RATASTV – Komisi Pemberantasan Korupsi (KPK) mengungkap dugaan korupsi terkait kuota haji 2024 yang berawal dari permintaan Presiden Joko Widodo (Jokowi) kepada Pemerintah Arab Saudi untuk menambah kuota haji reguler.
Menurut Deputi Bidang Penindakan dan Eksekusi KPK, Asep Guntur Rahayu, tambahan kuota sebanyak 20.000 jemaah ini diajukan guna memangkas waktu tunggu antrean haji reguler yang bisa mencapai 15 tahun lebih.
“Kuota tambahan ini berasal dari hasil pertemuan Presiden dengan Arab Saudi, dengan alasan mempercepat waktu tunggu calon jemaah reguler,” ungkap Asep di Gedung KPK, Jakarta Selatan, Sabtu (9/8/2025) dini hari.
Namun kenyataannya, kuota tambahan tersebut justru dialihkan secara tidak sah menjadi kuota haji khusus, yang jumlahnya melonjak hingga 10.000 jemaah — jauh melebihi batas maksimal 8 persen sesuai Undang-Undang Nomor 8 Tahun 2019 tentang Penyelenggaraan Ibadah Haji dan Umrah.

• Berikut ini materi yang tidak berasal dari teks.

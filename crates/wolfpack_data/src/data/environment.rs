use rkyv::{Archive, Deserialize as RkyvDeserialize, Serialize as RkyvSerialize};
use serde::{Deserialize, Serialize};

/// Ticks in one simulated day.
pub const DAY_LENGTH: u64 = 24_000;

#[derive(
    Debug,
    Clone,
    Copy,
    PartialEq,
    Eq,
    Hash,
    Default,
    Serialize,
    Deserialize,
    Archive,
    RkyvSerialize,
    RkyvDeserialize,
)]
#[archive(check_bytes)]
pub enum Season {
    #[default]
    Spring,
    Summer,
    Autumn,
    Winter,
}

#[derive(Debug, Clone, Copy, PartialEq, Eq, Hash, Default, Serialize, Deserialize)]
pub enum Weather {
    #[default]
    Clear,
    Rain,
    Blizzard,
}

/// What a siege is allowed to go after.
#[derive(
    Debug,
    Clone,
    Copy,
    PartialEq,
    Eq,
    Hash,
    Default,
    Serialize,
    Deserialize,
    Archive,
    RkyvSerialize,
    RkyvDeserialize,
)]
#[archive(check_bytes)]
pub enum SiegeType {
    /// Livestock only.
    #[default]
    LivestockRaid,
    /// Livestock, villagers and guardians.
    FullAssault,
}

/// Ambient conditions the host reports each tick.
#[derive(Debug, Clone, Copy, PartialEq, Default, Serialize, Deserialize)]
pub struct Climate {
    pub season: Season,
    pub weather: Weather,
    /// Time of day in ticks, `0..DAY_LENGTH`.
    pub day_time: u64,
}

impl Climate {
    #[must_use]
    pub fn is_night(&self) -> bool {
        let t = self.day_time % DAY_LENGTH;
        (13_000..23_000).contains(&t)
    }

    #[must_use]
    pub fn is_blizzard(&self) -> bool {
        self.season == Season::Winter && self.weather == Weather::Blizzard
    }
}
//! # Wolfpack IO
//!
//! Persistence for the per-agent pack records.
//!
//! This crate provides:
//! - Structured error handling with custom error types
//! - Validated JSON helpers
//! - Binary (rkyv) and JSON record files

/// Error types and result aliases for I/O operations
pub mod error;
/// Record book save and load
pub mod persistence;
/// Validated serialization helpers for JSON
pub mod serialization;

pub use error::{IoError, Result};
pub use persistence::{load_records, load_rkyv, record_digest, save_records, save_rkyv, RecordFormat};
pub use serialization::{from_json, read_json_file, to_json, to_json_pretty, validate_json, write_json_file};
//! JSON helpers that reject empty input and attach file context to errors.

use crate::error::{IoError, Result};
use serde::{Deserialize, Serialize};
use std::path::Path;

pub fn to_json<T>(data: &T) -> Result<String>
where
    T: Serialize,
{
    serde_json::to_string(data)
        .map_err(|e| IoError::serialization(format!("JSON serialization failed: {}", e)))
}

pub fn to_json_pretty<T>(data: &T) -> Result<String>
where
    T: Serialize,
{
    serde_json::to_string_pretty(data)
        .map_err(|e| IoError::serialization(format!("JSON serialization failed: {}", e)))
}

pub fn from_json<T>(json: &str) -> Result<T>
where
    T: for<'de> Deserialize<'de>,
{
    if json.trim().is_empty() {
        return Err(IoError::validation("Empty JSON string"));
    }

    serde_json::from_str(json)
        .map_err(|e| IoError::serialization(format!("JSON deserialization failed: {}", e)))
}

pub fn validate_json<T>(json: &str) -> Result<()>
where
    T: for<'de> Deserialize<'de>,
{
    let _: T = from_json(json)?;
    Ok(())
}

pub fn write_json_file<T, P>(data: &T, path: P) -> Result<()>
where
    T: Serialize,
    P: AsRef<Path>,
{
    let json = to_json_pretty(data)?;
    std::fs::write(&path, json).map_err(|e| {
        IoError::FileSystem(e).with_context(format!("writing JSON to {:?}", path.as_ref()))
    })?;
    Ok(())
}

pub fn read_json_file<T, P>(path: P) -> Result<T>
where
    T: for<'de> Deserialize<'de>,
    P: AsRef<Path>,
{
    let json = std::fs::read_to_string(&path).map_err(|e| {
        IoError::FileSystem(e).with_context(format!("reading JSON from {:?}", path.as_ref()))
    })?;
    from_json(&json)
}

Padahal, menurut ketentuan, dari 20.000 tambahan kuota seharusnya sekitar 18.400 dialokasikan untuk haji reguler dan hanya 1.600 untuk haji khusus.
Lebih lanjut, KPK menduga seluruh kuota tambahan semestinya diperuntukkan bagi haji reguler demi memangkas waktu tunggu yang panjang, bukan dibagi ke kuota khusus.

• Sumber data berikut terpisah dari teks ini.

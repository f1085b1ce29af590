use crate::events::{LinkCategory, LinkType};

/// Ordered substring rules; the first rule with any matching pattern wins.
const LINK_TYPE_RULES: &[(&[&str], LinkType)] = &[
    (&["web.archive.org"], LinkType::WaybackMachine),
    (&["developers.google.com"], LinkType::DeveloperDocs),
    (&["support.google.com"], LinkType::HelpCenter),
    (&["cloud.google.com"], LinkType::CloudDocs),
    (&["youtube.com", "youtu.be"], LinkType::Video),
    (&["github.com"], LinkType::Github),
    (&["amazon.com", "peachpit.com"], LinkType::BookPurchase),
];

/// Classify an `href` by the domain it points at.
pub fn classify_link_type(href: &str) -> LinkType {
    LINK_TYPE_RULES
        .iter()
        .find(|(patterns, _)| patterns.iter().any(|p| href.contains(p)))
        .map(|(_, link_type)| *link_type)
        .unwrap_or(LinkType::Standard)
}

/// External iff the anchor resolves to a host other than the page's.
/// Anchors without a host (`mailto:`, `javascript:`) count as internal.
pub fn link_category(link_hostname: &str, page_hostname: &str) -> LinkCategory {
    if !link_hostname.is_empty() && link_hostname != page_hostname {
        LinkCategory::External
    } else {
        LinkCategory::Internal
    }
}

/// Anchors with no `href` or a bare `#` are placeholders, not navigation.
pub fn is_trackable_href(href: Option<&str>) -> bool {
    matches!(href, Some(h) if !h.is_empty() && h != "#")
}

/// First `max_chars` characters of `s`, never splitting a character.
pub fn truncate_chars(s: &str, max_chars: usize) -> String {
    match s.char_indices().nth(max_chars) {
        Some((idx, _)) => s[..idx].to_string(),
        None => s.to_string(),
    }
}

/// Some text if it is non-empty, mirroring a `text || fallback` check.
pub fn non_empty(text: Option<String>) -> Option<String> {
    text.filter(|t| !t.is_empty())
}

KPK telah menaikkan kasus ini ke tahap penyidikan dan menerbitkan Surat Perintah Penyidikan (Sprindik). Kasus ini diduga melanggar Pasal 2 ayat (1) dan/atau Pasal 3 UU Tindak Pidana Korupsi juncto Pasal 55 ayat 1 KUHP.
Mantan Menteri Agama, Yaqut Cholil Qoumas, sudah diperiksa KPK terkait kasus ini pada Kamis (7/8/2025). “Saya bersyukur mendapat kesempatan mengklarifikasi soal pembagian kuota tambahan haji 2024,” ujar Yaqut usai pemeriksaan.
Sebelumnya, pada September 2024, KPK juga membuka penyelidikan dugaan gratifikasi dalam pengisian kuota haji khusus pada pelaksanaan haji tahun yang sama, guna memastikan layanan ibadah haji berjalan adil dan bersih dari korupsi. (HDS)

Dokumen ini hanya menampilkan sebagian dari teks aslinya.